12 Posted by Peter on 21 July 2010 | Permalink
Ever since Google Chrome got released people realize that Firefox isn't the fastest anymore. Internet Explorer 9 beats it in terms of JavaScript speed, Chrome is overall faster and the new Firefox 4 interface is mostly based on a combination of Chrome and Opera.
Some things shouldn't need bugs. Developers of browser software (and more importantly: rendering engines) should be at the bleeding edge of standard development. The should be aware of the developments and changes in the standards. When quickly listing the editors of various CSS specifications, the presence of Firefox is far behind these of Microsoft, Apple and Opera.
"There isn't a bug for it" should never be an excuse. Firefox still supports CSS syntax like "border-radius-bottomright" to the annoyance of many developers. And they damn well know that. No browser is perfect: neither is Firefox.
13 Posted by Matt Brubeck on 21 July 2010 | Permalink
The DOM Level 3 spec explicitly says that Node.attributes[index] does not need to be in order:
"Objects contained in an object implementing NamedNodeMap may also be accessed by an ordinal index, but this is simply to allow convenient enumeration of the contents of a NamedNodeMap, and does not imply that the DOM specifies an order to these Nodes." http://www.w3.org/TR/2004/REC-DOM-Level-3-Core-20040407/core.html#ID-1780488922
Node.contains() is non-standard; PPK posted a one-line implementation of it in 2006 that will work in any standard-compliant browser: http://www.quirksmode.org/blog/archives/2006/01/contains_for_mo.html
It seems that add() refers to HTMLSelectElement.add(element, index), another non-standard extension which could be trivially implemented in script using standard methods.
That's not to say that Gecko will never implement these features, but we try to prioritize features that (a) are standardized, or (b) web developers tell us they need for specific use cases that aren't easily handled by standard methods. If you think that these fall under (b), please file a bug and explain why.

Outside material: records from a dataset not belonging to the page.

//! In-process queue backend.

use std::collections::{BTreeMap, HashMap, VecDeque};

use queue_core::{Failure, Job, Payload, QueueSet, WorkerId};
use tokio::sync::Mutex;

use crate::{BackendFuture, QueueBackend, is_dead_local_worker};

/// Processed and failed counters.
#[derive(Debug, Clone, Default, PartialEq, Eq)]
pub struct BackendStats {
    /// Jobs that finished, successfully or not.
    pub processed: u64,
    /// Jobs that ended up in the failure list.
    pub failed: u64,
    /// Processed jobs per queue name.
    pub processed_by_queue: HashMap<String, u64>,
    /// Processed jobs per registered worker.
    pub processed_by_worker: HashMap<String, u64>,
    /// Failed jobs per registered worker.
    pub failed_by_worker: HashMap<String, u64>,
}

#[derive(Debug, Default)]
struct MemoryState {
    queues: BTreeMap<String, VecDeque<Payload>>,
    /// Registered workers and the job each is marked as working on.
    workers: HashMap<WorkerId, Option<Job>>,
    failures: Vec<Failure>,
    stats: BackendStats,
}

impl MemoryState {
    fn fail(&mut self, failure: Failure) {
        self.stats.failed += 1;
        *self
            .stats
            .failed_by_worker
            .entry(failure.worker.clone())
            .or_default() += 1;
        self.failures.push(failure);
    }

    fn deregister(&mut self, worker: &WorkerId) {
        if let Some(Some(job)) = self.workers.remove(worker) {
            self.fail(Failure::dirty_exit(worker, &job));
        }
        let key = worker.to_string();
        self.stats.processed_by_worker.remove(&key);
        self.stats.failed_by_worker.remove(&key);
    }
}

/// Queue backend that keeps everything in memory.
///
/// State lives as long as the value; share it with `Arc` to inspect what the
/// workers did.
#[derive(Debug, Default)]
pub struct MemoryBackend {
    state: Mutex<MemoryState>,
}

impl MemoryBackend {
    /// Create an empty backend.
    pub fn new() -> Self {
        Self::default()
    }

    /// Number of jobs waiting in a queue.
    pub async fn len(&self, queue: &str) -> usize {
        self.state
            .lock()
            .await
            .queues
            .get(queue)
            .map_or(0, VecDeque::len)
    }

    /// Names of every queue that has been pushed to.
    pub async fn queues(&self) -> Vec<String> {
        self.state.lock().await.queues.keys().cloned().collect()
    }

    /// Snapshot of the counters.
    pub async fn stats(&self) -> BackendStats {
        self.state.lock().await.stats.clone()
    }

    /// Snapshot of the failure list.
    pub async fn failures(&self) -> Vec<Failure> {
        self.state.lock().await.failures.clone()
    }

    /// Registered workers.
    pub async fn workers(&self) -> Vec<WorkerId> {
        self.state.lock().await.workers.keys().cloned().collect()
    }

    /// The job a worker is currently marked as working on.
    pub async fn working_on(&self, worker: &WorkerId) -> Option<Job> {
        self.state
            .lock()
            .await
            .workers
            .get(worker)
            .and_then(Clone::clone)
    }
}

impl QueueBackend for MemoryBackend {
    fn enqueue(&self, job: Job) -> BackendFuture<'_, ()> {
        Box::pin(async move {
            let mut state = self.state.lock().await;
            state
                .queues
                .entry(job.queue)
                .or_default()
                .push_back(job.payload);
            Ok(())
        })
    }

    fn reserve<'a>(&'a self, queues: &'a QueueSet) -> BackendFuture<'a, Option<Job>> {
        Box::pin(async move {
            let mut state = self.state.lock().await;
            let names = queues.resolve(state.queues.keys().cloned());

            for name in names {
                if let Some(payload) = state.queues.get_mut(&name).and_then(VecDeque::pop_front) {
                    return Ok(Some(Job {
                        queue: name,
                        payload,
                    }));
                }
            }
            Ok(None)
        })
    }

    fn register_worker<'a>(&'a self, worker: &'a WorkerId) -> BackendFuture<'a, ()> {
        Box::pin(async move {
            let mut state = self.state.lock().await;
            state.workers.insert(worker.clone(), None);
            Ok(())
        })
    }

    fn deregister_worker<'a>(&'a self, worker: &'a WorkerId) -> BackendFuture<'a, ()> {
        Box::pin(async move {
            self.state.lock().await.deregister(worker);
            Ok(())
        })
    }

    fn prune_dead_workers(&self) -> BackendFuture<'_, Vec<WorkerId>> {
        Box::pin(async move {
            let mut state = self.state.lock().await;
            let dead: Vec<WorkerId> = state
                .workers
                .keys()
                .filter(|w| is_dead_local_worker(w))
                .cloned()
                .collect();

            for worker in &dead {
                tracing::info!("Pruning dead worker: {}", worker);
                state.deregister(worker);
            }
            Ok(dead)
        })
    }

    fn mark_working<'a>(&'a self, worker: &'a WorkerId, job: &'a Job) -> BackendFuture<'a, ()> {
        Box::pin(async move {
            let mut state = self.state.lock().await;
            state.workers.insert(worker.clone(), Some(job.clone()));
            Ok(())
        })
    }

    fn mark_done<'a>(&'a self, worker: &'a WorkerId, job: &'a Job) -> BackendFuture<'a, ()> {
        Box::pin(async move {
            let mut state = self.state.lock().await;
            if let Some(working_on) = state.workers.get_mut(worker) {
                *working_on = None;
            }

            let stats = &mut state.stats;
            stats.processed += 1;
            *stats
                .processed_by_queue
                .entry(job.queue.clone())
                .or_default() += 1;
            *stats
                .processed_by_worker
                .entry(worker.to_string())
                .or_default() += 1;
            Ok(())
        })
    }

    fn record_failure<'a>(
        &'a self,
        worker: &'a WorkerId,
        job: &'a Job,
        error: &'a str,
    ) -> BackendFuture<'a, ()> {
        Box::pin(async move {
            self.state
                .lock()
                .await
                .fail(Failure::new(worker, job, error));
            Ok(())
        })
    }
}
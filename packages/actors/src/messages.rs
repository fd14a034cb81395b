//! Message types for actor communication.

/// Messages for the WorkerActor.
#[derive(Debug, Clone, Copy, PartialEq, Eq)]
pub enum WorkerMessage {
    /// Run one reserving step, executing the job if one is reserved.
    Poll,

    /// Stop at the next reserving step. Wakes a suspended worker.
    Shutdown,
}

/// Messages for the Monitor.
#[derive(Debug, Clone, Copy, PartialEq, Eq)]
pub enum MonitorMessage {
    /// Periodic liveness check.
    Tick,
}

Or even better, propose these spec changes in the right working groups, so the behavior *is* standard and documented.
14 Posted by David Baron on 25 July 2010 | Permalink
My response on the colorDepth issue: http://dbaron.org/log/20100725-colorDepth
15 Posted by Tyler Downer on 26 July 2010 | Permalink
@Peter, every change in the software of mozilla requires a bug. Whether to add a new feature, fix and existing one, or improve something, it requires a bug id number. So, to say it shouldn't require a bug doesn't make sense, because if there is not a bug number, then there can be no change.
16 Posted by Jonas Sicking on 26 July 2010 | Permalink
Firefox developers are humans too, not mind readers :)
We are quite involved in the various standards groups, however the features you are asking for mostly seem to be IE proprietary ones. We certainly don't mind implementing IE-invented features, however there are so many of them that we could never possibly implement them all (VML anyone?). Hence we need to hear from developers which ones they think make sense.
Generally people communicate to us using bugzilla. If you prefer to simply send email, feel free to send me one and I'll forward to the appropriate person and do the bug filing myself.
Also feel free to blog about what you think we should implement. However please include enough details so that we actually know what is being asked for.
As several people has pointed out, we support .textContent which is the standardized version of innerText. I expect that IE9 previews supports this property too. Is there a reason why you couldn't use this?
As for attributes, the specifications explicitly state that they are unordered. The fact that we change the order on them allows us to perform certain performance optimizations which I would imagine that you wouldn't want to be without.
I'll defer to david on the colorDepth issue.